Сафронова Ю.А. В плену нарративных шаблонов?
В статье рассматривается предложенный американским исследователем Дж. Верчем нарративный подход, объясняющий особенности функционирования национальных мнемонических сообществ. Автор рецензии анализирует теоретические основания концепции Верча, которым посвящена вышедшая в 2021 г. книга, и предложенные в ней кейсы, на которых проверяется теория. Ставится вопрос о потенциале «этически заряженных» исследований для проблемного поля memory studies.
Ключевые слова: нация, политика памяти, исторические нарративы, мнемонические сообщества, идентичность
Сведения об авторе: Сафронова Юлия Александровна, кандидат исторических наук, доцент факультета истории Европейского университета в Санкт-Петербурге
Контактная информация: jsafronova@eu.spb.ru
Julia A. Safronova
Trapped in the Narrative Templates?
The article examines the narrative approach by american researcher J. Wertsch who explains the functioning of national mnemonic communities in his new book published 2021 in Oxford University Press. The author of the review analyzes the theoretical foundations of Wertsch's concept and the cases the theory is tested. The article raises the question about the potential of "ethically charged" research for the research field of memory studies.
Keywords: nation, memory politics, historical narratives, mnemonic communities, identity
About the author: Julia A. Safronova, PhD (kandidat nauk)., associate professor, Department of History, European university at St.Petersburg
Contact information: jsafronova@eu.spb.ru
Рецензия: James V. Wertsch How Nations Remember: A Narrative Approach. - Oxford University Press, 2021. – 288 p.
Книга Джеймса Верча «Как нации помнят. Нарративный подход» является итогом многолетней работы по исследованию национальных нарративов и работы памяти, в которой соединены его интерес к нейропсихологии, лингвистике, нарратологии и исследованиям социальной и культурной памяти. Название является отсылкой к книге 1989 г. «Как общества помнят». Вступая в спор с Полом Коннертоном, Верч предлагает сосредоточиться не на телесном воплощении коммеморативных практики, а на языке как основном культурном инструменте, определяющем то, как мы говорим и думаем (с. xiii). При этом в центр исследования из всех возможных мнемонических сообществ оказывается нация, что помещает книгу в пересечение двух самых популярных в последние четыре десятилетия научных полей.

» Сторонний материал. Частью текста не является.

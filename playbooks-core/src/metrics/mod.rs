//! Ordered, identity-keyed metric storage for a single playbook.

mod collection;

pub use collection::MetricCollection;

Первоначальная подготовка автора в качестве психолога и особенно докторантура у А.Р. Лурии в МГУ в 1970-х гг. оказали значительное влияние на предлагаемое в книге объяснение работы национальной памяти. В отличие от многих ученых, пришедших в исследования памяти из гуманитарных дисциплин, Верч не избегает разговора о функционировании индивидуальной психики. Напротив, его концепция нарратива основывается на базовых идеях когнитивной психологии: большинство суждений, в том числе о прошлом, человеческая психика производит автоматически и не всегда дает себе труд по их корректировке с помощью серьезного анализа (с. 104-105). Вместе с тем Верч держит в уме начатый еще в 1920-х гг. спор о том, является ли коллективная память социальной реальностью или просто удачной метафорой, поэтому его обращения к психологии сопровождаются оговоркой, что во всех случаях речь идет об индивидууме как о члене группы (с. 108).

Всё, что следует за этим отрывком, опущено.